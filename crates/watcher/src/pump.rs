//! Raw event pump
//!
//! Blocks on the backend's raw event channel, translates and classifies each
//! event, forwards deletions and overflow to the watch-set owner, and submits
//! upload tasks. Submitting blocks while the upload queue is full, which in
//! turn throttles the notification backend.

use crate::classify::Classifier;
use crate::platform::{self, RawEvent};
use crate::reconcile::WatchCommand;
use crate::WatchError;
use crossbeam_channel::{Receiver, Sender};
use snapship_core::UploadTask;
use std::thread::{self, JoinHandle};
use tracing::{debug, info, trace, warn};

/// Counters reported when the pump stops
#[derive(Debug, Default, Clone, Copy, PartialEq, Eq)]
pub struct PumpStats {
    pub events: u64,
    pub tasks: u64,
    pub deletions: u64,
}

/// Moves events from the notification backend to the upload queue
pub struct EventPump {
    raw: Receiver<RawEvent>,
    classifier: Classifier,
    commands: Sender<WatchCommand>,
    tasks: Sender<UploadTask>,
}

impl EventPump {
    pub fn new(
        raw: Receiver<RawEvent>,
        classifier: Classifier,
        commands: Sender<WatchCommand>,
        tasks: Sender<UploadTask>,
    ) -> Self {
        Self {
            raw,
            classifier,
            commands,
            tasks,
        }
    }

    /// Run until the backend closes the raw channel or the upload queue closes
    pub fn run(self) -> PumpStats {
        let mut stats = PumpStats::default();

        for raw in self.raw.iter() {
            let event = match raw {
                Ok(event) => event,
                Err(e) => {
                    warn!("File watcher error: {}", e);
                    continue;
                }
            };

            let translated = platform::translate(&event);
            if translated.rescan {
                warn!("Events may have been dropped by the backend, requesting a rescan");
                let _ = self.commands.send(WatchCommand::Rescan);
            }

            for fs_event in translated.events {
                stats.events += 1;

                if fs_event.kind.is_delete() {
                    stats.deletions += 1;
                    let _ = self.commands.send(WatchCommand::Forget(fs_event.path));
                    continue;
                }

                if !fs_event.kind.is_registered() {
                    trace!("Ignoring {:?} on {}", fs_event.kind, fs_event.path.display());
                    continue;
                }

                if let Some(task) = self.classifier.classify(&fs_event) {
                    debug!("Queueing upload of {}", task.path.display());
                    if self.tasks.send(task).is_err() {
                        warn!("Upload queue closed, stopping event pump");
                        return stats;
                    }
                    stats.tasks += 1;
                }
            }
        }

        info!(
            "Event pump stopped ({} events, {} tasks queued)",
            stats.events, stats.tasks
        );
        stats
    }

    /// Run the pump on a dedicated thread
    pub fn spawn(self) -> Result<JoinHandle<PumpStats>, WatchError> {
        thread::Builder::new()
            .name("snapship-pump".to_string())
            .spawn(move || self.run())
            .map_err(|source| WatchError::Spawn {
                name: "pump",
                source,
            })
    }
}
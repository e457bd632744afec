//! Notification boundary
//!
//! Raw notify events are translated here, once, into [`FileSystemEvent`]s.
//! Nothing downstream looks at notify's event kinds or inotify bits.

use crate::{FileSystemEvent, FsEventKind, WatchError};
use crossbeam_channel::Sender;
use notify::event::{CreateKind, ModifyKind, RemoveKind, RenameMode};
use notify::{Config, Event, EventKind, RecommendedWatcher, Watcher};

/// Raw backend output as delivered by the notify handler
pub type RawEvent = notify::Result<Event>;

/// Result of translating one raw event
#[derive(Debug, Default, PartialEq, Eq)]
pub struct Translated {
    pub events: Vec<FileSystemEvent>,
    /// The backend dropped events (queue overflow); a full rescan is needed
    pub rescan: bool,
}

/// Create the platform watcher, forwarding raw events into `raw_tx`
pub fn recommended_watcher(raw_tx: Sender<RawEvent>) -> Result<RecommendedWatcher, WatchError> {
    let handler = move |res: RawEvent| {
        // Receiver gone means the pump stopped; nothing left to deliver to
        let _ = raw_tx.send(res);
    };

    RecommendedWatcher::new(handler, Config::default()).map_err(WatchError::Init)
}

/// Translate a notify event into zero or more file system events
pub fn translate(event: &Event) -> Translated {
    let mut translated = Translated {
        events: Vec::new(),
        rescan: event.need_rescan(),
    };

    let (kind, is_dir_hint) = match event.kind {
        EventKind::Create(create) => (FsEventKind::Created, create == CreateKind::Folder),
        // `Both` duplicates the `To` half that inotify already reported
        EventKind::Modify(ModifyKind::Name(RenameMode::To))
        | EventKind::Modify(ModifyKind::Name(RenameMode::Any)) => (FsEventKind::MovedIn, false),
        EventKind::Modify(ModifyKind::Name(RenameMode::From)) => (FsEventKind::Deleted, false),
        EventKind::Modify(ModifyKind::Name(_)) => return translated,
        EventKind::Modify(_) => (FsEventKind::Modified, false),
        EventKind::Remove(RemoveKind::Folder) => (FsEventKind::SelfDeleted, true),
        EventKind::Remove(_) => (FsEventKind::Deleted, false),
        EventKind::Access(_) | EventKind::Any | EventKind::Other => return translated,
    };

    translated.events = event
        .paths
        .iter()
        .map(|path| FileSystemEvent {
            path: path.clone(),
            kind,
            is_dir_hint,
        })
        .collect();
    translated
}
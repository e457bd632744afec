//! Snapship daemon library
//!
//! Exposes configuration and the daemon lifecycle so integration tests can
//! drive the full pipeline without going through the binary.

pub mod config;
pub mod daemon;

pub use config::{Config, ConfigError};
pub use daemon::{Daemon, DaemonReport};
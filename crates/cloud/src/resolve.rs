//! Concurrent provider detection
//!
//! Both probes start together; the first one to succeed wins. Probes that fail
//! simply drop out. If nothing succeeds before the timeout the result is an
//! unresolved record (`cloud = none`), which callers may treat as fatal or not.

use crate::{aws, gce, ProbeError};
use reqwest::Client;
use snapship_core::CommonMetadata;
use std::time::Duration;
use tokio::task::JoinSet;
use tracing::{debug, info, warn};

/// Metadata service base URLs
#[derive(Debug, Clone)]
pub struct Endpoints {
    pub aws: String,
    pub gce: String,
}

impl Default for Endpoints {
    fn default() -> Self {
        Self {
            aws: aws::DEFAULT_BASE_URL.to_string(),
            gce: gce::DEFAULT_BASE_URL.to_string(),
        }
    }
}

/// Resolves the execution environment at startup
#[derive(Debug, Clone)]
pub struct IdentityResolver {
    client: Client,
    endpoints: Endpoints,
    pod_name: String,
}

impl IdentityResolver {
    /// Create a resolver whose individual requests never outlive `timeout`
    pub fn new(
        endpoints: Endpoints,
        pod_name: impl Into<String>,
        timeout: Duration,
    ) -> Result<Self, ProbeError> {
        let client = Client::builder()
            .timeout(timeout)
            .connect_timeout(timeout)
            .build()
            .map_err(ProbeError::Client)?;

        Ok(Self {
            client,
            endpoints,
            pod_name: pod_name.into(),
        })
    }

    /// Probe both providers and return the first successful answer
    pub async fn resolve(&self, timeout: Duration) -> CommonMetadata {
        let mut probes = JoinSet::new();
        probes.spawn(aws::probe(
            self.client.clone(),
            self.endpoints.aws.clone(),
            self.pod_name.clone(),
        ));
        probes.spawn(gce::probe(
            self.client.clone(),
            self.endpoints.gce.clone(),
            self.pod_name.clone(),
        ));

        let first = tokio::time::timeout(timeout, async {
            while let Some(joined) = probes.join_next().await {
                match joined {
                    Ok(Ok(metadata)) => return Some(metadata),
                    Ok(Err(e)) => debug!("Metadata probe failed: {}", e),
                    Err(e) => warn!("Metadata probe task aborted: {}", e),
                }
            }
            None
        })
        .await;

        // Losing probes are cancelled when the set drops
        probes.abort_all();

        match first {
            Ok(Some(metadata)) => {
                info!(cloud = %metadata.cloud, region = %metadata.region, "Resolved cloud identity");
                metadata
            }
            Ok(None) => {
                warn!("Unable to determine cloud provider (checked AWS and GCE)");
                CommonMetadata::unknown(self.pod_name.clone())
            }
            Err(_) => {
                warn!(
                    "Unable to determine cloud provider within {:?} (checked AWS and GCE)",
                    timeout
                );
                CommonMetadata::unknown(self.pod_name.clone())
            }
        }
    }
}
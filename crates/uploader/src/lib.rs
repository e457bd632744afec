//! Upload dispatch for Snapship
//!
//! This crate provides:
//! - The [`Uploader`] capability, chosen once at startup from the resolved cloud
//! - Object store uploaders for S3 and GCS
//! - A bounded task queue drained by a fixed pool of worker threads

pub mod dispatch;
pub mod object_store;

pub use dispatch::{DispatchConfig, DispatchError, DispatchStats, Dispatcher};
pub use object_store::ObjectStoreUploader;

use snapship_core::Cloud;
use std::path::{Path, PathBuf};
use std::sync::Arc;
use tokio::runtime::Handle;

/// Upload errors
#[derive(Debug, thiserror::Error)]
pub enum UploadError {
    #[error("failed to read {path}: {source}")]
    Io {
        path: PathBuf,
        #[source]
        source: std::io::Error,
    },

    #[error("object store rejected {key}: {source}")]
    Store {
        key: String,
        #[source]
        source: opendal::Error,
    },

    #[error("failed to configure object store: {0}")]
    Config(#[source] opendal::Error),

    /// No destination is available (cloud provider unknown)
    #[error("no upload destination: {0}")]
    Unavailable(String),
}

/// Transfers one local file to remote storage
pub trait Uploader: Send + Sync {
    /// Upload `path` under `key`, returning the object's location
    fn upload(&self, path: &Path, key: &str) -> Result<String, UploadError>;

    /// Short description for logs
    fn describe(&self) -> String;
}

/// Uploader used when no cloud provider was resolved; every attempt is skipped
#[derive(Debug, Clone)]
pub struct UnavailableUploader {
    reason: String,
}

impl UnavailableUploader {
    pub fn new(reason: impl Into<String>) -> Self {
        Self {
            reason: reason.into(),
        }
    }
}

impl Uploader for UnavailableUploader {
    fn upload(&self, _path: &Path, _key: &str) -> Result<String, UploadError> {
        Err(UploadError::Unavailable(self.reason.clone()))
    }

    fn describe(&self) -> String {
        format!("unavailable ({})", self.reason)
    }
}

/// Pick the uploader for the resolved cloud provider
pub fn for_cloud(
    cloud: Cloud,
    bucket: &str,
    region: &str,
    handle: Handle,
) -> Result<Arc<dyn Uploader>, UploadError> {
    let uploader: Arc<dyn Uploader> = match cloud {
        Cloud::Aws => Arc::new(ObjectStoreUploader::s3(bucket, region, handle)?),
        Cloud::Gce => Arc::new(ObjectStoreUploader::gcs(bucket, handle)?),
        Cloud::None => Arc::new(UnavailableUploader::new("cloud provider unknown")),
    };
    Ok(uploader)
}
//! Snapship - snapshot shipper daemon

use anyhow::{Context, Result};
use clap::Parser;
use cli_lib::{Config, Daemon};
use cloud::{Endpoints, IdentityResolver};
use std::sync::Arc;
use std::time::Duration;
use tokio::runtime::Handle;
use tracing::{info, warn};
use tracing_subscriber::EnvFilter;

/// How often the main task checks whether the watcher died
const HEALTH_CHECK_INTERVAL: Duration = Duration::from_secs(1);

#[tokio::main]
async fn main() -> Result<()> {
    // Initialize tracing (RUST_LOG overrides the default level)
    tracing_subscriber::fmt()
        .with_env_filter(EnvFilter::try_from_default_env().unwrap_or_else(|_| EnvFilter::new("info")))
        .init();

    let config = Config::parse();
    let bucket = config.bucket()?.to_string();

    let resolver = IdentityResolver::new(
        Endpoints::default(),
        config.pod_name.clone(),
        config.identity_timeout(),
    )?;
    let metadata = resolver.resolve(config.identity_timeout()).await;
    info!("Instance metadata: {}", metadata.to_json());

    if !metadata.is_resolved() {
        if config.require_cloud {
            anyhow::bail!("Unable to determine cloud provider and --require-cloud is set");
        }
        warn!("Cloud provider unknown; files will be detected but not uploaded");
    }

    let region = config.effective_region(&metadata);
    let uploader = uploader::for_cloud(metadata.cloud, &bucket, &region, Handle::current())
        .context("Failed to configure uploader")?;
    info!("Uploading to {} (region {})", uploader.describe(), region);

    let daemon = Daemon::start(&config, &metadata, Arc::clone(&uploader))?;

    wait_for_stop(&daemon).await;

    // Joining threads blocks; keep the runtime free to finish in-flight uploads
    let report = tokio::task::spawn_blocking(move || daemon.shutdown())
        .await
        .context("Shutdown task failed")??;

    info!(
        "Shut down after {} events ({} uploaded, {} failed, {} skipped)",
        report.pump.events,
        report.uploads.uploaded(),
        report.uploads.failed(),
        report.uploads.skipped()
    );
    Ok(())
}

/// Wait for SIGINT/SIGTERM or for the watcher to stop on its own
async fn wait_for_stop(daemon: &Daemon) {
    let signal = shutdown_signal();
    tokio::pin!(signal);
    let mut health = tokio::time::interval(HEALTH_CHECK_INTERVAL);

    loop {
        tokio::select! {
            _ = &mut signal => {
                info!("Shutdown signal received");
                return;
            }
            _ = health.tick() => {
                if daemon.has_failed() {
                    warn!("File watching stopped unexpectedly");
                    return;
                }
            }
        }
    }
}

#[cfg(unix)]
async fn shutdown_signal() {
    use tokio::signal::unix::{signal, SignalKind};

    match signal(SignalKind::terminate()) {
        Ok(mut terminate) => {
            tokio::select! {
                _ = tokio::signal::ctrl_c() => {}
                _ = terminate.recv() => {}
            }
        }
        Err(e) => {
            warn!("Could not install SIGTERM handler: {}", e);
            let _ = tokio::signal::ctrl_c().await;
        }
    }
}

#[cfg(not(unix))]
async fn shutdown_signal() {
    let _ = tokio::signal::ctrl_c().await;
}
//! Common utilities for integration tests

use cli_lib::{Config, Daemon};
use clap::Parser;
use parking_lot::Mutex;
use snapship_core::CommonMetadata;
use std::fs;
use std::path::{Path, PathBuf};
use std::sync::Arc;
use std::thread;
use std::time::{Duration, Instant};
use tempfile::TempDir;
use uploader::{UploadError, Uploader};

/// Uploader that records every call instead of talking to a bucket
#[derive(Default)]
pub struct RecordingUploader {
    calls: Mutex<Vec<(PathBuf, String)>>,
}

impl RecordingUploader {
    pub fn keys(&self) -> Vec<String> {
        let mut keys: Vec<String> = self.calls.lock().iter().map(|(_, key)| key.clone()).collect();
        keys.sort();
        keys
    }

    pub fn count(&self, key: &str) -> usize {
        self.calls.lock().iter().filter(|(_, k)| k == key).count()
    }
}

impl Uploader for RecordingUploader {
    fn upload(&self, path: &Path, key: &str) -> Result<String, UploadError> {
        self.calls.lock().push((path.to_path_buf(), key.to_string()));
        Ok(format!("mem://{}", key))
    }

    fn describe(&self) -> String {
        "recording".to_string()
    }
}

/// A data directory with a running daemon on top of it
pub struct TestDaemon {
    pub daemon: Daemon,
    pub uploader: Arc<RecordingUploader>,
    /// Watched root
    pub root: PathBuf,
    /// Scratch space on the same file system, outside the root
    pub staging: PathBuf,
    _temp: TempDir,
}

impl TestDaemon {
    /// Start a daemon over a root prepared by `setup`.
    ///
    /// Returns once the initial rescan has completed.
    pub fn start(setup: impl FnOnce(&Path)) -> Self {
        let temp = TempDir::new().unwrap();
        let root = temp.path().join("data");
        let staging = temp.path().join("staging");
        fs::create_dir_all(&root).unwrap();
        fs::create_dir_all(&staging).unwrap();
        setup(&root);

        let config = Config::try_parse_from([
            "snapship",
            "--bucket",
            "backups",
            "--root",
            root.to_str().unwrap(),
            "--rescan-interval-secs",
            "1",
            "--settle-delay-secs",
            "0",
        ])
        .unwrap();

        let metadata = CommonMetadata {
            hostname: "node-1".to_string(),
            instance_id: "i-0abc".to_string(),
            ..CommonMetadata::default()
        };

        let uploader = Arc::new(RecordingUploader::default());
        let daemon = Daemon::start(&config, &metadata, uploader.clone()).unwrap();
        // Answered only after the initial rescan has registered every watch
        daemon.watched().unwrap();

        Self {
            daemon,
            uploader,
            root,
            staging,
            _temp: temp,
        }
    }

    /// Watch set as seen by its owner; the initial rescan has completed
    pub fn watched(&self) -> Vec<PathBuf> {
        self.daemon.watched().unwrap()
    }
}

/// Poll `condition` until it holds or the deadline passes
pub fn wait_until(timeout: Duration, mut condition: impl FnMut() -> bool) -> bool {
    let deadline = Instant::now() + timeout;
    while Instant::now() < deadline {
        if condition() {
            return true;
        }
        thread::sleep(Duration::from_millis(25));
    }
    condition()
}

/// Write `path` in the staging area, then rename it into place
pub fn write_and_rename(staging: &Path, path: &Path, contents: &[u8]) {
    let name = path.file_name().unwrap();
    let staged = staging.join(name);
    fs::write(&staged, contents).unwrap();
    fs::rename(&staged, path).unwrap();
}
//! AWS EC2 instance metadata probe (IMDSv2 with IMDSv1 fallback)

use crate::ProbeError;
use reqwest::Client;
use snapship_core::{Cloud, CommonMetadata};
use tracing::debug;

pub const DEFAULT_BASE_URL: &str = "http://169.254.169.254";

const TOKEN_PATH: &str = "/latest/api/token";
const METADATA_PATH: &str = "/latest/meta-data";
const TOKEN_TTL_HEADER: &str = "X-aws-ec2-metadata-token-ttl-seconds";
const TOKEN_HEADER: &str = "X-aws-ec2-metadata-token";
const TOKEN_TTL_SECS: &str = "21600";

/// Probe the EC2 metadata service at `base_url`.
///
/// Succeeds only if the instance id can be read; zone and hostname are best-effort.
pub async fn probe(
    client: Client,
    base_url: String,
    pod_name: String,
) -> Result<CommonMetadata, ProbeError> {
    let token = session_token(&client, &base_url).await;
    let token = token.as_deref();

    let instance_id = get(&client, &base_url, token, "instance-id").await?;
    let zone = get(&client, &base_url, token, "placement/availability-zone")
        .await
        .unwrap_or_default();
    let hostname = get(&client, &base_url, token, "hostname")
        .await
        .unwrap_or_default();

    Ok(CommonMetadata {
        cloud: Cloud::Aws,
        region: Cloud::Aws.region_from_zone(&zone),
        zone,
        hostname,
        instance_id,
        pod_name,
    })
}

async fn session_token(client: &Client, base_url: &str) -> Option<String> {
    let url = format!("{}{}", base_url, TOKEN_PATH);
    let response = match client
        .put(&url)
        .header(TOKEN_TTL_HEADER, TOKEN_TTL_SECS)
        .send()
        .await
    {
        Ok(response) if response.status().is_success() => response,
        Ok(response) => {
            debug!("IMDSv2 token request returned {}, using IMDSv1", response.status());
            return None;
        }
        Err(e) => {
            debug!("IMDSv2 token request failed, using IMDSv1: {}", e);
            return None;
        }
    };

    response.text().await.ok().filter(|token| !token.is_empty())
}

async fn get(
    client: &Client,
    base_url: &str,
    token: Option<&str>,
    item: &str,
) -> Result<String, ProbeError> {
    let url = format!("{}{}/{}", base_url, METADATA_PATH, item);

    let mut request = client.get(&url);
    if let Some(token) = token {
        request = request.header(TOKEN_HEADER, token);
    }

    let response = request.send().await.map_err(|source| ProbeError::Http {
        url: url.clone(),
        source,
    })?;

    if !response.status().is_success() {
        return Err(ProbeError::Status {
            url,
            status: response.status().as_u16(),
        });
    }

    let body = response
        .text()
        .await
        .map_err(|source| ProbeError::Http { url, source })?;
    Ok(body.trim().to_string())
}

#[cfg(test)]
mod tests {
    use super::*;
    use httpmock::prelude::*;

    #[tokio::test]
    async fn test_probe_with_session_token() {
        let server = MockServer::start_async().await;
        let token = server.mock(|when, then| {
            when.method(PUT)
                .path("/latest/api/token")
                .header("x-aws-ec2-metadata-token-ttl-seconds", "21600");
            then.status(200).body("secret-token");
        });
        let instance = server.mock(|when, then| {
            when.method(GET)
                .path("/latest/meta-data/instance-id")
                .header("x-aws-ec2-metadata-token", "secret-token");
            then.status(200).body("i-0abc123");
        });
        server.mock(|when, then| {
            when.method(GET)
                .path("/latest/meta-data/placement/availability-zone")
                .header("x-aws-ec2-metadata-token", "secret-token");
            then.status(200).body("us-east-1a");
        });
        server.mock(|when, then| {
            when.method(GET)
                .path("/latest/meta-data/hostname")
                .header("x-aws-ec2-metadata-token", "secret-token");
            then.status(200).body("ip-10-0-0-1.ec2.internal\n");
        });

        let metadata = probe(Client::new(), server.base_url(), "pod-0".to_string())
            .await
            .unwrap();

        token.assert();
        instance.assert();
        assert_eq!(metadata.cloud, Cloud::Aws);
        assert_eq!(metadata.zone, "us-east-1a");
        assert_eq!(metadata.region, "us-east-1");
        assert_eq!(metadata.hostname, "ip-10-0-0-1.ec2.internal");
        assert_eq!(metadata.instance_id, "i-0abc123");
        assert_eq!(metadata.pod_name, "pod-0");
    }

    #[tokio::test]
    async fn test_probe_falls_back_to_imdsv1() {
        let server = MockServer::start_async().await;
        server.mock(|when, then| {
            when.method(GET).path("/latest/meta-data/instance-id");
            then.status(200).body("i-legacy");
        });

        let metadata = probe(Client::new(), server.base_url(), String::new())
            .await
            .unwrap();

        assert_eq!(metadata.instance_id, "i-legacy");
        // Optional fields missing on the server stay empty
        assert_eq!(metadata.zone, "");
        assert_eq!(metadata.region, "");
        assert_eq!(metadata.hostname, "");
    }

    #[tokio::test]
    async fn test_probe_fails_without_instance_id() {
        let server = MockServer::start_async().await;

        let result = probe(Client::new(), server.base_url(), String::new()).await;
        assert!(matches!(result, Err(ProbeError::Status { status: 404, .. })));
    }
}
■ ■ ■
--- Goal of the exercise ---
Find each line in the listing above that contains "RawEvent", and copy that line.

--- Result below ---
use crate::platform::{self, RawEvent};
    raw: Receiver<RawEvent>,
        raw: Receiver<RawEvent>,
pub type RawEvent = notify::Result<Event>;
pub fn recommended_watcher(raw_tx: Sender<RawEvent>) -> Result<RecommendedWatcher, WatchError> {
    let handler = move |res: RawEvent| {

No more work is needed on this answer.